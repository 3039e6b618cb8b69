//! HTTP route handlers for the marketplace API.
//!
//! # Route Structure
//!
//! ```text
//! GET  /health                          - Liveness check (in main.rs)
//! GET  /health/ready                    - Readiness check (in main.rs)
//!
//! # Auth (public)
//! POST /api/v1/auth/register            - Create SELLER account
//! POST /api/v1/auth/login               - Issue access + refresh tokens
//!
//! # Items
//! POST   /api/v1/item/add               - Create listing (multipart, <=10 images) [SELLER/ADMIN/SUPER_ADMIN]
//! GET    /api/v1/item/all               - Browse approved listings, filtered + paginated
//! GET    /api/v1/item/categories        - Static category catalog
//! GET    /api/v1/item/                  - Free-text search (?q=) over approved listings
//! GET    /api/v1/item/{id}              - Fetch one listing, bump view counter [authenticated]
//! GET    /api/v1/item/{category}/{subCategory} - Approved listings for a category
//! PUT    /api/v1/item/update/{id}       - Edit listing [owner or admin]
//! DELETE /api/v1/item/delete/{id}       - Delete listing [owner or admin]
//! PUT    /api/v1/item/approve/{id}      - PENDING -> APPROVED [ADMIN/SUPER_ADMIN]
//! PUT    /api/v1/item/reject/{id}       - PENDING -> REJECTED [ADMIN/SUPER_ADMIN]
//! PUT    /api/v1/item/sold/{id}         - APPROVED -> SOLD [owner or admin]
//!
//! # Seller (requires SELLER)
//! GET    /api/v1/seller/my-items        - Caller's listings, any status
//! GET    /api/v1/seller/favorite-items  - Resolve favorites to listings
//! POST   /api/v1/seller/favorite-item/{itemId} - Add favorite
//! DELETE /api/v1/seller/favorite-item/{itemId} - Remove favorite
//!
//! # Admin
//! GET /api/v1/admin/items               - Unfiltered listing dump [ADMIN]
//! GET /api/v1/admin/users               - Unfiltered user dump [ADMIN]
//! PUT /api/v1/admin/make-admin/{id}     - Grant ADMIN [SUPER_ADMIN]
//! PUT /api/v1/admin/remove-admin/{id}   - Revoke ADMIN [SUPER_ADMIN]
//!
//! # AI search
//! POST /api/v1/ask/search               - Natural-language search over approved listings
//! GET  /api/v1/ask/generate-item-embedding - Backfill listing embeddings [ADMIN]
//! ```

pub mod admin;
pub mod ask;
pub mod auth;
pub mod items;
pub mod seller;

use axum::{
    Router,
    routing::{delete, get, post, put},
};

use crate::state::AppState;

/// Create the auth routes router.
pub fn auth_routes() -> Router<AppState> {
    Router::new()
        .route("/register", post(auth::register))
        .route("/login", post(auth::login))
}

/// Create the item routes router.
pub fn item_routes() -> Router<AppState> {
    Router::new()
        .route("/add", post(items::add))
        .route("/all", get(items::browse))
        .route("/categories", get(items::categories))
        .route("/update/{id}", put(items::update))
        .route("/delete/{id}", delete(items::remove))
        .route("/approve/{id}", put(items::approve))
        .route("/reject/{id}", put(items::reject))
        .route("/sold/{id}", put(items::sold))
        .route("/", get(items::search))
        .route("/{id}", get(items::get_by_id))
        .route("/{category}/{sub_category}", get(items::by_category))
}

/// Create the seller routes router.
pub fn seller_routes() -> Router<AppState> {
    Router::new()
        .route("/my-items", get(seller::my_items))
        .route("/favorite-items", get(seller::favorite_items))
        .route(
            "/favorite-item/{item_id}",
            post(seller::add_favorite).delete(seller::remove_favorite),
        )
}

/// Create the admin routes router.
pub fn admin_routes() -> Router<AppState> {
    Router::new()
        .route("/items", get(admin::all_items))
        .route("/users", get(admin::all_users))
        .route("/make-admin/{id}", put(admin::make_admin))
        .route("/remove-admin/{id}", put(admin::remove_admin))
}

/// Create the AI search routes router.
pub fn ask_routes() -> Router<AppState> {
    Router::new()
        .route("/search", post(ask::search))
        .route("/generate-item-embedding", get(ask::generate_embeddings))
}

/// Create all routes for the marketplace API.
pub fn routes() -> Router<AppState> {
    Router::new()
        .nest("/api/v1/auth", auth_routes())
        .nest("/api/v1/item", item_routes())
        .nest("/api/v1/seller", seller_routes())
        .nest("/api/v1/admin", admin_routes())
        .nest("/api/v1/ask", ask_routes())
}
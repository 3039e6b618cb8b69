//! Natural-language search over the catalog.
//!
//! The embedding service is an external collaborator consumed as
//! "text in, fixed-length float vector out". Query vectors are ranked
//! against stored listing vectors by cosine similarity; listings without an
//! embedding are skipped until the backfill endpoint has visited them.

use axum::Json;
use axum::extract::State;
use axum::response::IntoResponse;
use serde::Deserialize;

use crate::db::ItemRepository;
use crate::error::{AppError, Result};
use crate::middleware::RequireAdmin;
use crate::models::ItemPayload;
use crate::response::ApiResponse;
use crate::services::cosine_similarity;
use crate::state::AppState;

/// Default and maximum result counts for AI search.
const DEFAULT_RESULTS: usize = 10;
const MAX_RESULTS: usize = 50;

/// How many approved listings are considered per query.
const CORPUS_LIMIT: i64 = 500;

/// How many listings one backfill call embeds.
const BACKFILL_BATCH: i64 = 100;

/// AI search request body.
#[derive(Debug, Deserialize)]
pub struct AiSearchRequest {
    pub query: String,
    pub limit: Option<usize>,
}

/// Embed the query and rank approved listings by cosine similarity.
pub async fn search(
    State(state): State<AppState>,
    Json(body): Json<AiSearchRequest>,
) -> Result<impl IntoResponse> {
    let query = body.query.trim();
    if query.is_empty() {
        return Err(AppError::Validation("query is required".to_owned()));
    }

    let client = state.embeddings().ok_or(AppError::EmbeddingsUnavailable)?;
    let query_vector = client.embed(query).await?;

    let corpus = ItemRepository::new(state.pool())
        .approved_with_embeddings(CORPUS_LIMIT)
        .await?;

    let limit = body.limit.unwrap_or(DEFAULT_RESULTS).clamp(1, MAX_RESULTS);

    let mut scored: Vec<(f32, ItemPayload)> = corpus
        .into_iter()
        .map(|(item, embedding)| {
            (
                cosine_similarity(&query_vector, &embedding),
                ItemPayload::from(item),
            )
        })
        .collect();
    scored.sort_by(|a, b| b.0.partial_cmp(&a.0).unwrap_or(std::cmp::Ordering::Equal));

    let results: Vec<ItemPayload> = scored
        .into_iter()
        .take(limit)
        .map(|(_, payload)| payload)
        .collect();

    Ok(Json(ApiResponse::with_data("Search results", results)))
}

/// Backfill embeddings for listings that have none yet.
pub async fn generate_embeddings(
    State(state): State<AppState>,
    RequireAdmin(_admin): RequireAdmin,
) -> Result<impl IntoResponse> {
    let client = state.embeddings().ok_or(AppError::EmbeddingsUnavailable)?;

    let repo = ItemRepository::new(state.pool());
    let pending = repo.missing_embedding(BACKFILL_BATCH).await?;

    let mut embedded = 0_usize;
    for item in pending {
        let text = format!("{} {}", item.name, item.description);
        let vector = client.embed(&text).await?;
        repo.set_embedding(item.id, &vector).await?;
        embedded += 1;
    }

    tracing::info!(count = embedded, "listing embeddings generated");

    Ok(Json(ApiResponse::message(format!(
        "Generated embeddings for {embedded} items"
    ))))
}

### TASK DETAILS
In the listing, how many lines carry the string "Json"? Answer with a number only.

### PROBLEM SOLUTION
4